◆ Task brief ◆
Copy out all the lines of the data that hold the word "width".
--------------------------------------------------
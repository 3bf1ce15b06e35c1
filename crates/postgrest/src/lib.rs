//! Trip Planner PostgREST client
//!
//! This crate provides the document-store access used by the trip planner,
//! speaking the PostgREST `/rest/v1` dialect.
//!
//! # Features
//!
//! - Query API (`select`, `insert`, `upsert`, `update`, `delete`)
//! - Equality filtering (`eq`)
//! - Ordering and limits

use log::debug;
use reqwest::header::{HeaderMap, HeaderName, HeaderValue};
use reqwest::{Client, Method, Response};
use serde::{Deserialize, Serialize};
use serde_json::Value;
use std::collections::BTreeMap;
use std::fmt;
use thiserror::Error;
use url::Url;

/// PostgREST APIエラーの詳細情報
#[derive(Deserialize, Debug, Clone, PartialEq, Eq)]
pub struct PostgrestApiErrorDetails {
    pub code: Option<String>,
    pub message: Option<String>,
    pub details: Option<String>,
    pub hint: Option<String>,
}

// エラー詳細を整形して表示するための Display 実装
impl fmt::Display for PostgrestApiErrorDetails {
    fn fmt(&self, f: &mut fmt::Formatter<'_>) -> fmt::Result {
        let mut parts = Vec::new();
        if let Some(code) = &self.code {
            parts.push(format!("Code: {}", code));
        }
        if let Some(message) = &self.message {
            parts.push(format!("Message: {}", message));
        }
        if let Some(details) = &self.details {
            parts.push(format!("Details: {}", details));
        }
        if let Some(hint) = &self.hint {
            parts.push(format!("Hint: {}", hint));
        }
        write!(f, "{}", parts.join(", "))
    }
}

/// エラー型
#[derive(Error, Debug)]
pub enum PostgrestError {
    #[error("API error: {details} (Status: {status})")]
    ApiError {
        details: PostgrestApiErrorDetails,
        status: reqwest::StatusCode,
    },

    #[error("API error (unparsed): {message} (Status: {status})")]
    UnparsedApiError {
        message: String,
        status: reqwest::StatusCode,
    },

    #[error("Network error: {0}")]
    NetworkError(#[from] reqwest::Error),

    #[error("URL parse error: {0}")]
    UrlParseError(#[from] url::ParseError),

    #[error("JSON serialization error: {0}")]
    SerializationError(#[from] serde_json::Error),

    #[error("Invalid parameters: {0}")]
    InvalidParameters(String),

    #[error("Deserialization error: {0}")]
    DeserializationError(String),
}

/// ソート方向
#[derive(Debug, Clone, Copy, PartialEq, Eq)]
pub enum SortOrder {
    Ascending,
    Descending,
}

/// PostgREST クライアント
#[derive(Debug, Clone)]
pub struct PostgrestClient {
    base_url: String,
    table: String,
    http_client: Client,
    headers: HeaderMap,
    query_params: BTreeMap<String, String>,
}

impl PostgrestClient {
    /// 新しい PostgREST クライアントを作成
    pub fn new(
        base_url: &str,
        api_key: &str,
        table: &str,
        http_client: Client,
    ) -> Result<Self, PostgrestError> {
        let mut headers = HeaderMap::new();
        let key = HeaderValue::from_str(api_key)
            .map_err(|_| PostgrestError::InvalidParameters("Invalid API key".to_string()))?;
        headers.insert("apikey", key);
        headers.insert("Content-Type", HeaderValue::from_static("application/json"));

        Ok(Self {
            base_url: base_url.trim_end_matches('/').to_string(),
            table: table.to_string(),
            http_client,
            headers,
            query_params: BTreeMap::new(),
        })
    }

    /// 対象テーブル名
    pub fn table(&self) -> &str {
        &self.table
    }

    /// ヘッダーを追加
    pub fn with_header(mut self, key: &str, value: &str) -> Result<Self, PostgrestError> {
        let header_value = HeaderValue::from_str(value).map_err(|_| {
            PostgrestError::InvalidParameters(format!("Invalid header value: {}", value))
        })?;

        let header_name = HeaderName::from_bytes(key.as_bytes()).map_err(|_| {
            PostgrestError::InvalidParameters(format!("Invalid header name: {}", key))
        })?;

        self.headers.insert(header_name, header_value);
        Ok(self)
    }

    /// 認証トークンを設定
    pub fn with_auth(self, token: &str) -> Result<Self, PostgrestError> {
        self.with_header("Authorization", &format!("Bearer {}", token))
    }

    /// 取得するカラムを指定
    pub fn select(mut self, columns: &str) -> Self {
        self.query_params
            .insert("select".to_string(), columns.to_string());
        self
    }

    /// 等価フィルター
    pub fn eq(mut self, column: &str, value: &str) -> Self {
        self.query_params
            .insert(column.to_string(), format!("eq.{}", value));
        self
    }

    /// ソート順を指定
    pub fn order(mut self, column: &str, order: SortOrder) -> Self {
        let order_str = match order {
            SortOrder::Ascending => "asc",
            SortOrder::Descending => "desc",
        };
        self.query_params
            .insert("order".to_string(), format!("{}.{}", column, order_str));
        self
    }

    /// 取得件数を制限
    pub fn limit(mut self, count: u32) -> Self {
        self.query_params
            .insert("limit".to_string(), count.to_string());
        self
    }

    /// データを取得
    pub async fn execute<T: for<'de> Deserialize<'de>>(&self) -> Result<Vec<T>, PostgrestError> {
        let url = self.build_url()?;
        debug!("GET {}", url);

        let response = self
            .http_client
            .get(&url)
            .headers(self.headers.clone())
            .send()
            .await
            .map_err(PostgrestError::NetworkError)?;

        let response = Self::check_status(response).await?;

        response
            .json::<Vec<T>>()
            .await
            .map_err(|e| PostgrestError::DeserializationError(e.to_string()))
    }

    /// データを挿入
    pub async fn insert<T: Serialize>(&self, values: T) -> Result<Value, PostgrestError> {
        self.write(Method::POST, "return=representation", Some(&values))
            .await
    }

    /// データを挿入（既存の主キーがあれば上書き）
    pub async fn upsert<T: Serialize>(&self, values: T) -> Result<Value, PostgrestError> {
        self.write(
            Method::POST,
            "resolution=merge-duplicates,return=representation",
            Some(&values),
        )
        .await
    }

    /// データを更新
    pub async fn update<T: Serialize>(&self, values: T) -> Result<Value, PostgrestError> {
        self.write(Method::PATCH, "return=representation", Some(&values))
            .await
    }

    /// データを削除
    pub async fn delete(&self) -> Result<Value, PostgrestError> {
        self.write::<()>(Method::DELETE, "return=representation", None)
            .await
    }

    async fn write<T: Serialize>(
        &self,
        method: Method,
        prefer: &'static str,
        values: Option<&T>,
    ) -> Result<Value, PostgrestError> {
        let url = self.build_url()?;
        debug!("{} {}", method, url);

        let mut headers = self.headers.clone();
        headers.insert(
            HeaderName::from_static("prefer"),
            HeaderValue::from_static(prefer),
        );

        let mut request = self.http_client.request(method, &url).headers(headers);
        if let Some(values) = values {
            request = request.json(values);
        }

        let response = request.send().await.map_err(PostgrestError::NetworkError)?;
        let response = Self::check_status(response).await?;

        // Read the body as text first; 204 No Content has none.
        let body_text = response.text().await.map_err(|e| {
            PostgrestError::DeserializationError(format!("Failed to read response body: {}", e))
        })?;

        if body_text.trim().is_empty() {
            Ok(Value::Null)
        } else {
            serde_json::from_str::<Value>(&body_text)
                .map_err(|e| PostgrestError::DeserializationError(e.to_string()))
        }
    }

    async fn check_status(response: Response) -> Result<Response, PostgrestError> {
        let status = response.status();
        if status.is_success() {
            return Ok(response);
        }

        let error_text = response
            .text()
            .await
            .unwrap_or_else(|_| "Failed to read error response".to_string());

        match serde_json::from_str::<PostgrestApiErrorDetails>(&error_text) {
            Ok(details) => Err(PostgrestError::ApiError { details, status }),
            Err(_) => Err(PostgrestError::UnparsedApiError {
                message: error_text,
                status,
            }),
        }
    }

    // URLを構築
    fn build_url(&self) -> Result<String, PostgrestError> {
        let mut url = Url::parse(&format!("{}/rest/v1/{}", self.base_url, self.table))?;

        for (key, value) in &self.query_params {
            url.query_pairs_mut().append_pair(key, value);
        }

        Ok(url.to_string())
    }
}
--------------------------------------------------
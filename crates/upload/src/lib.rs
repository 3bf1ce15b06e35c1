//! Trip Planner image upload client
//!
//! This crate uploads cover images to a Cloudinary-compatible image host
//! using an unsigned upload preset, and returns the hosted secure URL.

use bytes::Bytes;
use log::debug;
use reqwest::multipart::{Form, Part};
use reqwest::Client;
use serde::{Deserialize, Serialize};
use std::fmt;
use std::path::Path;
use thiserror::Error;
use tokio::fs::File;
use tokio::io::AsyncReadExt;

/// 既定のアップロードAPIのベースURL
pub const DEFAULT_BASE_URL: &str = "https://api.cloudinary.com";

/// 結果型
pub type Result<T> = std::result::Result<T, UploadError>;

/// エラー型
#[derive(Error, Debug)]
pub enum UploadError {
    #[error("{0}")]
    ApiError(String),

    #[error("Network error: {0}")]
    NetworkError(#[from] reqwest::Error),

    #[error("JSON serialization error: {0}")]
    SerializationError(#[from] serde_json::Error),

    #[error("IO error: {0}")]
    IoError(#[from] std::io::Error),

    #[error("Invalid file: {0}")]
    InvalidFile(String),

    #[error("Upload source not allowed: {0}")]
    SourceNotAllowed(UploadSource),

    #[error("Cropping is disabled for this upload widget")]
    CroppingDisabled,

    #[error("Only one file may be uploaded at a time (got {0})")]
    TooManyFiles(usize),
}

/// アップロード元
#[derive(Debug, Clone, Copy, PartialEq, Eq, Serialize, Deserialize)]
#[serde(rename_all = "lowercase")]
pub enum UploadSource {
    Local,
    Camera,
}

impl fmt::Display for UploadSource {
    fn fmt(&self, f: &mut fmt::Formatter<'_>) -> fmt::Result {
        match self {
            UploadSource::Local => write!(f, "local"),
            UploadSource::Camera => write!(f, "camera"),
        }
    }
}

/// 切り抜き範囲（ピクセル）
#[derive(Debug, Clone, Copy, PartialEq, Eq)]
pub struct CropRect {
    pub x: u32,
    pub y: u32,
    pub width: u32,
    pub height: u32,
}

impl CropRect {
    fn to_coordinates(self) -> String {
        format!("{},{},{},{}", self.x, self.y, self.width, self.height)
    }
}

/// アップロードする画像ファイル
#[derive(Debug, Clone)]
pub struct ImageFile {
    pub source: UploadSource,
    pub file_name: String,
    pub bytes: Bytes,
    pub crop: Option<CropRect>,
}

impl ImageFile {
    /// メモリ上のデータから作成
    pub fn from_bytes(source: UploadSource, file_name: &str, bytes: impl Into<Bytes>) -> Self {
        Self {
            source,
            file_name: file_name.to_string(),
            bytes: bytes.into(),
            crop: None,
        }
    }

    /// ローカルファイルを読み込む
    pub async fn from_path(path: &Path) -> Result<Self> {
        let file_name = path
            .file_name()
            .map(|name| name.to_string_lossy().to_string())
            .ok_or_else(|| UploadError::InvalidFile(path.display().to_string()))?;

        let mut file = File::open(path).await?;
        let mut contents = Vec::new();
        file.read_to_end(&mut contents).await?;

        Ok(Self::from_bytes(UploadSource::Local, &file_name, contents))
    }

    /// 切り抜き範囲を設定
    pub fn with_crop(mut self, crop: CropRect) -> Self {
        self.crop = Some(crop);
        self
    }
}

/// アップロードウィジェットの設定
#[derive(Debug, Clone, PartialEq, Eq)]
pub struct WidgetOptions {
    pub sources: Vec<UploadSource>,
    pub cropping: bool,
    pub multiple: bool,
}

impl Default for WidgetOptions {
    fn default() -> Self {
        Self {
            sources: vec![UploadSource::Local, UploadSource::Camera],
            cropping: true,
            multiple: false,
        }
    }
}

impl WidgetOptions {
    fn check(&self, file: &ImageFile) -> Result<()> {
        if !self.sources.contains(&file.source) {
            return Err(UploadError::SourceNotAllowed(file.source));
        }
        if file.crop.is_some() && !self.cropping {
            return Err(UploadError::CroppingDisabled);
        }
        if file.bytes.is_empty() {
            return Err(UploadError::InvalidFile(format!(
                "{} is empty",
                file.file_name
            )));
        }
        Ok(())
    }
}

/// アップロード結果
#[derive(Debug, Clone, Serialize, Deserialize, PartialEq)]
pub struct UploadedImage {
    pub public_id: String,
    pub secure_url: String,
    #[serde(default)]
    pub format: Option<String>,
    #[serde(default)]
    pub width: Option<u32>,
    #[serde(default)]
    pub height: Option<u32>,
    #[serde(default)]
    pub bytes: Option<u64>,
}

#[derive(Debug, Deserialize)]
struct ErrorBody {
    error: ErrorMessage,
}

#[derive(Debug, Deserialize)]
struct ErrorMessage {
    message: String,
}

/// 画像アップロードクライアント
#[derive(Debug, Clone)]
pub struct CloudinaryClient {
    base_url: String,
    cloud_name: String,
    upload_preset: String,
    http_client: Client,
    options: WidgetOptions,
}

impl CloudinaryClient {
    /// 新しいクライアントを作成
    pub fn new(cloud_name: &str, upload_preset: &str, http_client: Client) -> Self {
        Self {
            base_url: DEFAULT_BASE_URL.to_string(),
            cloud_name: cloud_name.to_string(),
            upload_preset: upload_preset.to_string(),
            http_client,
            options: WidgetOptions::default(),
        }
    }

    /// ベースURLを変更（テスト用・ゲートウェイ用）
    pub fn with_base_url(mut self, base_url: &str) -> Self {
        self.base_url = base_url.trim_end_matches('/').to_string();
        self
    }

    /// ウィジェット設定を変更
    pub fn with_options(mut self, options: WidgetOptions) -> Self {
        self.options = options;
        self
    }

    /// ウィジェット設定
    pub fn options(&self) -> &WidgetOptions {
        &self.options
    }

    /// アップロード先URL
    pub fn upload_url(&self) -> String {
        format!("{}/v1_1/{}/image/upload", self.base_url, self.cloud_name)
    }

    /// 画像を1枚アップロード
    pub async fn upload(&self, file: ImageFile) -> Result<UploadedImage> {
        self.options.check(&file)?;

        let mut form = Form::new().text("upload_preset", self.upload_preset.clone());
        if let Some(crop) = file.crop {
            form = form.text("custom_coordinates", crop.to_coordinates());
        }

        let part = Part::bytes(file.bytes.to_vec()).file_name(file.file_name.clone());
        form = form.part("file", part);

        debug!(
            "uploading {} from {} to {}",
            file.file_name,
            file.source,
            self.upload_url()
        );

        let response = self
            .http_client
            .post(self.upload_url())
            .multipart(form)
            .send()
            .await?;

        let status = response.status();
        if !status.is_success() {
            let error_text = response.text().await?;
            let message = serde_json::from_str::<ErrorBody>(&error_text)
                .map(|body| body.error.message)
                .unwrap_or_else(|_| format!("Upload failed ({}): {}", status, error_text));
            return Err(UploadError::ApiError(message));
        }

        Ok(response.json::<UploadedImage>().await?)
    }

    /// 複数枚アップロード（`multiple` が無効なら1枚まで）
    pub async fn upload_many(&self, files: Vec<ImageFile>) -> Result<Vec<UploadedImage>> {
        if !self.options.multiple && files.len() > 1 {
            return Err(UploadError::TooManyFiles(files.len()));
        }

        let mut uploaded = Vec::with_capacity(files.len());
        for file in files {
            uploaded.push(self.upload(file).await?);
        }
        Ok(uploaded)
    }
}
--------------------------------------------------
◆ Answer area ◆
    pub width: u32,
        format!("{},{},{},{}", self.x, self.y, self.width, self.height)
    pub width: Option<u32>,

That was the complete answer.